# WHAT THIS TASK INVOLVES
In the records below, count every line where the string "UnboundedSender" appears, and reply with the count only.

━━━━━ MATERIALS PROVIDED ━━━━━

use std::collections::HashMap;
use std::net::SocketAddr;
use std::sync::{Arc, Mutex};
use std::thread::JoinHandle;
use std::time::Duration;

use futures_util::{SinkExt, StreamExt};
use serde_json::{Value, json};
use tokio::net::TcpListener;
use tokio::sync::{mpsc, oneshot};
use tokio_tungstenite::tungstenite::Message;
use tokio_tungstenite::tungstenite::handshake::server::{ErrorResponse, Request, Response};

#[derive(Default)]
struct ServerState {
    conns: HashMap<String, mpsc::UnboundedSender<Message>>,
    emails: HashMap<String, Option<String>>,
    received: Vec<(String, Value)>,
    accepted: usize,
}

/// In-process stand-in for the hangouts service.
///
/// Clients connect with `?username=`. Every command is echoed back to the
/// sender as an acknowledgement state and relayed to the addressed peer as
/// the matching request or acknowledgement state.
pub struct LocalHangoutsServer {
    pub url: String,
    state: Arc<Mutex<ServerState>>,
    shutdown: Option<oneshot::Sender<()>>,
    thread: Option<JoinHandle<()>>,
}

impl LocalHangoutsServer {
    pub fn start() -> Self {
        let (url_tx, url_rx) = std::sync::mpsc::channel::<String>();
        let (shutdown_tx, mut shutdown_rx) = oneshot::channel::<()>();
        let state = Arc::new(Mutex::new(ServerState::default()));

        let state_for_thread = state.clone();
        let thread = std::thread::spawn(move || {
            let rt = tokio::runtime::Builder::new_current_thread()
                .enable_all()
                .build()
                .expect("tokio runtime");

            rt.block_on(async move {
                let listener = TcpListener::bind("127.0.0.1:0").await.expect("bind server");
                let addr: SocketAddr = listener.local_addr().expect("local addr");
                url_tx.send(format!("ws://{addr}/hangouts")).unwrap();
                let state = state_for_thread;

                loop {
                    tokio::select! {
                        _ = &mut shutdown_rx => {
                            let conns: Vec<mpsc::UnboundedSender<Message>> = {
                                let st = state.lock().unwrap();
                                st.conns.values().cloned().collect()
                            };
                            for tx in conns {
                                let _ = tx.send(Message::Close(None));
                            }
                            tokio::time::sleep(Duration::from_millis(50)).await;
                            break;
                        }
                        accept = listener.accept() => {
                            let (stream, _) = match accept {
                                Ok(v) => v,
                                Err(_) => continue,
                            };
                            tokio::spawn(serve_connection(stream, state.clone()));
                        }
                    }
                }
            });
        });

        let url = url_rx.recv().unwrap();
        Self {
            url,
            state,
            shutdown: Some(shutdown_tx),
            thread: Some(thread),
        }
    }

    /// Sends a raw text frame to a connected user.
    pub fn push(&self, username: &str, text: &str) -> bool {
        let st = self.state.lock().unwrap();
        st.conns
            .get(username)
            .is_some_and(|tx| tx.send(Message::Text(text.to_string().into())).is_ok())
    }

    /// Closes the connection of `username` from the server side.
    pub fn close(&self, username: &str) -> bool {
        let st = self.state.lock().unwrap();
        st.conns
            .get(username)
            .is_some_and(|tx| tx.send(Message::Close(None)).is_ok())
    }

    pub fn is_connected(&self, username: &str) -> bool {
        self.state.lock().unwrap().conns.contains_key(username)
    }

    /// Commands received from `username`, oldest first.
    pub fn received_from(&self, username: &str) -> Vec<Value> {
        let st = self.state.lock().unwrap();
        st.received
            .iter()
            .filter(|(from, _)| from == username)
            .map(|(_, v)| v.clone())
            .collect()
    }

    /// Total handshakes accepted since start.
    pub fn connections_accepted(&self) -> usize {
        self.state.lock().unwrap().accepted
    }
}

impl Drop for LocalHangoutsServer {
    fn drop(&mut self) {
        if let Some(tx) = self.shutdown.take() {
            let _ = tx.send(());
        }
        if let Some(t) = self.thread.take() {
            let _ = t.join();
        }
    }
}

async fn serve_connection(stream: tokio::net::TcpStream, state: Arc<Mutex<ServerState>>) {
    let mut username: Option<String> = None;
    let ws = match tokio_tungstenite::accept_hdr_async(stream, |req: &Request, resp: Response| {
        username = query_username(&req.uri().to_string());
        Ok::<Response, ErrorResponse>(resp)
    })
    .await
    {
        Ok(ws) => ws,
        Err(_) => return,
    };
    let Some(username) = username else {
        return;
    };

    let (mut ws_tx, mut ws_rx) = ws.split();
    let (out_tx, mut out_rx) = mpsc::unbounded_channel::<Message>();
    {
        let mut st = state.lock().unwrap();
        st.accepted += 1;
        st.conns.insert(username.clone(), out_tx.clone());
    }

    // Writer task
    let writer = tokio::spawn(async move {
        while let Some(msg) = out_rx.recv().await {
            let closing = matches!(msg, Message::Close(_));
            if ws_tx.send(msg).await.is_err() || closing {
                break;
            }
        }
    });

    // Reader loop
    while let Some(Ok(msg)) = ws_rx.next().await {
        match msg {
            Message::Text(text) => {
                if let Ok(v) = serde_json::from_str::<Value>(&text) {
                    handle_command(&state, &username, v);
                }
            }
            Message::Ping(p) => {
                let _ = out_tx.send(Message::Pong(p));
            }
            Message::Close(_) => break,
            _ => {}
        }
    }

    {
        let mut st = state.lock().unwrap();
        st.conns.remove(&username);
    }
    writer.abort();
}

fn query_username(uri: &str) -> Option<String> {
    let parsed = url::Url::parse(&format!("ws://localhost{uri}")).ok()?;
    parsed
        .query_pairs()
        .find_map(|(k, v)| if k == "username" { Some(v.into_owned()) } else { None })
}

fn handle_command(state: &Arc<Mutex<ServerState>>, from: &str, v: Value) {
    let mut st = state.lock().unwrap();
    st.received.push((from.to_string(), v.clone()));

    let command = v["command"].as_str().unwrap_or_default();
    let (sender_state, peer_state) = match command {
        "ONLINE" => {
            let email = v["email"].as_str().map(ToString::to_string);
            st.emails.insert(from.to_string(), email);
            return;
        }
        "INVITE" => ("INVITED", "INVITER"),
        "ACCEPT" => ("ACCEPTER", "ACCEPTED"),
        "DECLINE" => ("DECLINER", "DECLINED"),
        "BLOCK" => ("BLOCKER", "BLOCKED"),
        "UNBLOCK" => ("UNBLOCKER", "UNBLOCKED"),
        "MESSAGE" => ("MESSAGED", "MESSANGER"),
        _ => return,
    };
    let Some(to) = v["username"].as_str().map(ToString::to_string) else {
        return;
    };

    let mut to_sender = json!({"username": to, "state": sender_state});
    if let Some(email) = v.get("email") {
        to_sender["email"] = email.clone();
    }
    let mut to_peer = json!({"username": from, "state": peer_state});
    if let Some(Some(email)) = st.emails.get(from) {
        to_peer["email"] = json!(email);
    }
    if let Some(message) = v.get("message") {
        to_sender["message"] = message.clone();
        to_peer["message"] = message.clone();
    }

    if let Some(tx) = st.conns.get(from) {
        let _ = tx.send(Message::Text(to_sender.to_string().into()));
    }
    if let Some(tx) = st.conns.get(&to) {
        let _ = tx.send(Message::Text(to_peer.to_string().into()));
    }
}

━━━━━

# RESULT BELOW
2